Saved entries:
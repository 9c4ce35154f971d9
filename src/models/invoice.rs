use std::fmt;
use std::str::FromStr;

use chrono::NaiveDate;
use serde::{Deserialize, Serialize};

/// Invoice row as stored. `amount` is in cents.
#[derive(Debug, Clone, PartialEq, Serialize)]
#[serde(rename_all = "camelCase")]
pub struct Invoice {
    pub id: String,
    pub customer_id: String,
    pub amount: i64,
    pub status: InvoiceStatus,
    pub date: NaiveDate,
}

/// Values written by the create action.
#[derive(Debug, Clone, PartialEq)]
pub struct NewInvoice {
    pub customer_id: String,
    pub amount: i64,
    pub status: InvoiceStatus,
    pub date: NaiveDate,
}

/// Columns the update action rewrites. The issue date is left alone.
#[derive(Debug, Clone, PartialEq)]
pub struct InvoiceChanges {
    pub customer_id: String,
    pub amount: i64,
    pub status: InvoiceStatus,
}

#[derive(Debug, Clone, Copy, PartialEq, Eq, Hash, Serialize, Deserialize)]
#[serde(rename_all = "lowercase")]
pub enum InvoiceStatus {
    Pending,
    Paid,
}

impl InvoiceStatus {
    pub fn as_str(&self) -> &'static str {
        match self {
            InvoiceStatus::Pending => "pending",
            InvoiceStatus::Paid => "paid",
        }
    }
}

impl fmt::Display for InvoiceStatus {
    fn fmt(&self, f: &mut fmt::Formatter<'_>) -> fmt::Result {
        f.write_str(self.as_str())
    }
}

#[derive(Debug, Clone, PartialEq, Eq, thiserror::Error)]
#[error("unknown invoice status: {0:?}")]
pub struct UnknownStatus(pub String);

impl FromStr for InvoiceStatus {
    type Err = UnknownStatus;

    // Exact match only: "Paid" or " paid" are rejected.
    fn from_str(s: &str) -> Result<Self, Self::Err> {
        match s {
            "pending" => Ok(InvoiceStatus::Pending),
            "paid" => Ok(InvoiceStatus::Paid),
            other => Err(UnknownStatus(other.to_string())),
        }
    }
}
use serde::Serialize;

/// Customer option shown in the invoice forms.
#[derive(sqlx::FromRow, Debug, Clone, PartialEq, Eq, Serialize)]
pub struct Customer {
    pub id: String,
    pub name: String,
}
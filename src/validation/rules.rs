//! Field rules used by the schemas.
//!
//! Each rule returns the coerced value or the message to show next to the
//! field.

use std::str::FromStr;

/// Field must be present and not blank.
pub fn required_text(raw: Option<&str>, message: &str) -> Result<String, String> {
    match raw {
        Some(value) if !value.trim().is_empty() => Ok(value.to_string()),
        _ => Err(message.to_string()),
    }
}

/// Coerce a form value to a number.
///
/// A missing or blank value coerces to `0.0`. Anything that does not parse
/// as a finite number fails.
pub fn coerce_number(raw: Option<&str>, message: &str) -> Result<f64, String> {
    let trimmed = raw.map(str::trim).unwrap_or_default();
    if trimmed.is_empty() {
        return Ok(0.0);
    }

    match trimmed.parse::<f64>() {
        Ok(value) if value.is_finite() => Ok(value),
        _ => Err(message.to_string()),
    }
}

pub fn greater_than(value: f64, min: f64, message: &str) -> Result<f64, String> {
    if value > min {
        Ok(value)
    } else {
        Err(message.to_string())
    }
}

/// Dollars to cents, rounded to the nearest cent.
pub fn to_cents(amount: f64) -> i64 {
    (amount * 100.0).round() as i64
}

/// Amount in dollars whose cent value lies in `min..=max`. Values past the
/// `i64` range fail here instead of saturating in `to_cents`.
pub fn cents_within(amount: f64, min: i64, max: i64, message: &str) -> Result<f64, String> {
    let cents = (amount * 100.0).round();
    if cents >= min as f64 && cents <= max as f64 {
        Ok(amount)
    } else {
        Err(message.to_string())
    }
}

/// Field must name one of the variants of `T` exactly.
pub fn one_of<T: FromStr>(raw: Option<&str>, message: &str) -> Result<T, String> {
    raw.and_then(|value| value.parse::<T>().ok())
        .ok_or_else(|| message.to_string())
}

#[cfg(test)]
mod tests {
    use super::*;
    use crate::models::InvoiceStatus;

    #[test]
    fn required_text_rejects_missing_and_blank() {
        assert_eq!(required_text(Some("abc"), "req"), Ok("abc".to_string()));
        assert_eq!(required_text(Some("   "), "req"), Err("req".to_string()));
        assert_eq!(required_text(None, "req"), Err("req".to_string()));
    }

    #[test]
    fn coerce_number_treats_blank_as_zero() {
        assert_eq!(coerce_number(None, "num"), Ok(0.0));
        assert_eq!(coerce_number(Some(" "), "num"), Ok(0.0));
        assert_eq!(coerce_number(Some("-3.5"), "num"), Ok(-3.5));
        assert_eq!(coerce_number(Some("ten"), "num"), Err("num".to_string()));
    }

    #[test]
    fn greater_than_is_strict() {
        assert!(greater_than(0.0, 0.0, "gt").is_err());
        assert_eq!(greater_than(0.01, 0.0, "gt"), Ok(0.01));
    }

    #[test]
    fn cents_within_checks_the_rounded_value() {
        assert!(cents_within(0.004, 1, 100, "c").is_err());
        assert_eq!(cents_within(0.005, 1, 100, "c"), Ok(0.005));
        assert_eq!(cents_within(1.0, 1, 100, "c"), Ok(1.0));
        assert!(cents_within(1.01, 1, 100, "c").is_err());
        assert!(cents_within(1e300, 1, i64::MAX, "c").is_err());
    }

    #[test]
    fn one_of_parses_enum_names() {
        assert_eq!(one_of::<InvoiceStatus>(Some("paid"), "st"), Ok(InvoiceStatus::Paid));
        assert_eq!(one_of::<InvoiceStatus>(None, "st"), Err("st".to_string()));
    }
}
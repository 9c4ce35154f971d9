use std::sync::Arc;

use anyhow::Result;
use clap::{Args, Parser, Subcommand};
use tracing_subscriber::EnvFilter;

use invoice_actions::models::{FormData, FormState};
use invoice_actions::{ActionOutcome, InvoiceActions, LogEffects, config, db};

/// Run the invoice form actions against the configured database
#[derive(Parser)]
#[command(name = "invoice-actions", version)]
struct Cli {
    #[command(subcommand)]
    command: Command,
}

#[derive(Subcommand)]
enum Command {
    /// Create an invoice dated today
    Create(InvoiceFields),
    /// Update customer, amount and status of an invoice
    Update {
        id: String,
        #[command(flatten)]
        fields: InvoiceFields,
    },
    /// Delete an invoice
    Delete { id: String },
    /// Show an invoice as the edit form would see it
    Show { id: String },
    /// List customers
    Customers,
}

// Raw strings on purpose: coercion and checks belong to the form schema.
#[derive(Args)]
struct InvoiceFields {
    #[arg(long)]
    customer_id: Option<String>,
    #[arg(long, allow_hyphen_values = true)]
    amount: Option<String>,
    #[arg(long)]
    status: Option<String>,
}

impl InvoiceFields {
    fn into_form(self) -> FormData {
        let mut form = FormData::new();
        if let Some(customer_id) = self.customer_id {
            form.insert("customerId", customer_id);
        }
        if let Some(amount) = self.amount {
            form.insert("amount", amount);
        }
        if let Some(status) = self.status {
            form.insert("status", status);
        }
        form
    }
}

#[tokio::main]
async fn main() -> Result<()> {
    tracing_subscriber::fmt()
        .with_env_filter(
            EnvFilter::try_from_default_env().unwrap_or_else(|_| EnvFilter::new("info")),
        )
        .init();

    let cli = Cli::parse();

    // Load configuration
    let config = config::init()?;

    // Initialize database connection
    let db = db::init(&config).await?;

    let actions = InvoiceActions::new(Arc::new(db), Arc::new(LogEffects))
        .with_invoices_path(config.invoices_path.clone());

    match cli.command {
        Command::Create(fields) => {
            let outcome = actions
                .create_invoice(&FormState::default(), &fields.into_form())
                .await;
            print_outcome(&outcome)?;
        }
        Command::Update { id, fields } => {
            let outcome = actions.update_invoice(&id, &fields.into_form()).await?;
            print_outcome(&outcome)?;
        }
        Command::Delete { id } => {
            let outcome = actions.delete_invoice(&id).await?;
            print_outcome(&outcome)?;
        }
        Command::Show { id } => match actions.fetch_invoice_by_id(&id).await? {
            Some(invoice) => println!("{}", serde_json::to_string_pretty(&invoice)?),
            None => println!("Invoice {} not found", id),
        },
        Command::Customers => {
            let customers = actions.fetch_customers().await?;
            println!("{}", serde_json::to_string_pretty(&customers)?);
        }
    }

    Ok(())
}

fn print_outcome(outcome: &ActionOutcome) -> Result<()> {
    match outcome {
        ActionOutcome::Redirect(redirect) => println!("Redirect to {}", redirect.location()),
        ActionOutcome::State(state) => println!("{}", serde_json::to_string_pretty(state)?),
    }

    Ok(())
}
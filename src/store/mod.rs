//! Write access to the invoices table.
//!
//! Handlers receive an [`InvoiceStore`] instead of reaching for a global
//! client, so the Postgres pool in [`crate::db`] and the in-memory store
//! here are interchangeable.

mod memory;

use async_trait::async_trait;

use crate::error::StoreError;
use crate::models::{Customer, Invoice, InvoiceChanges, NewInvoice};

pub use memory::{InMemoryInvoiceStore, Statement};

#[async_trait]
pub trait InvoiceStore: Send + Sync {
    /// `INSERT INTO invoices (customer_id, amount, status, date)`.
    async fn insert(&self, invoice: &NewInvoice) -> Result<(), StoreError>;

    /// `UPDATE invoices ... WHERE id = $id`. Returns the number of rows
    /// touched, which is zero for an unknown id.
    async fn update(&self, id: &str, changes: &InvoiceChanges) -> Result<u64, StoreError>;

    /// `DELETE FROM invoices WHERE id = $id`.
    async fn delete(&self, id: &str) -> Result<u64, StoreError>;

    async fn find_by_id(&self, id: &str) -> Result<Option<Invoice>, StoreError>;

    /// Customers ordered by name.
    async fn customers(&self) -> Result<Vec<Customer>, StoreError>;
}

→ **Task requirements**
Report the number of lines in the entries that hold the word "Debug". Nothing else is wanted.

→ **Written answer**
6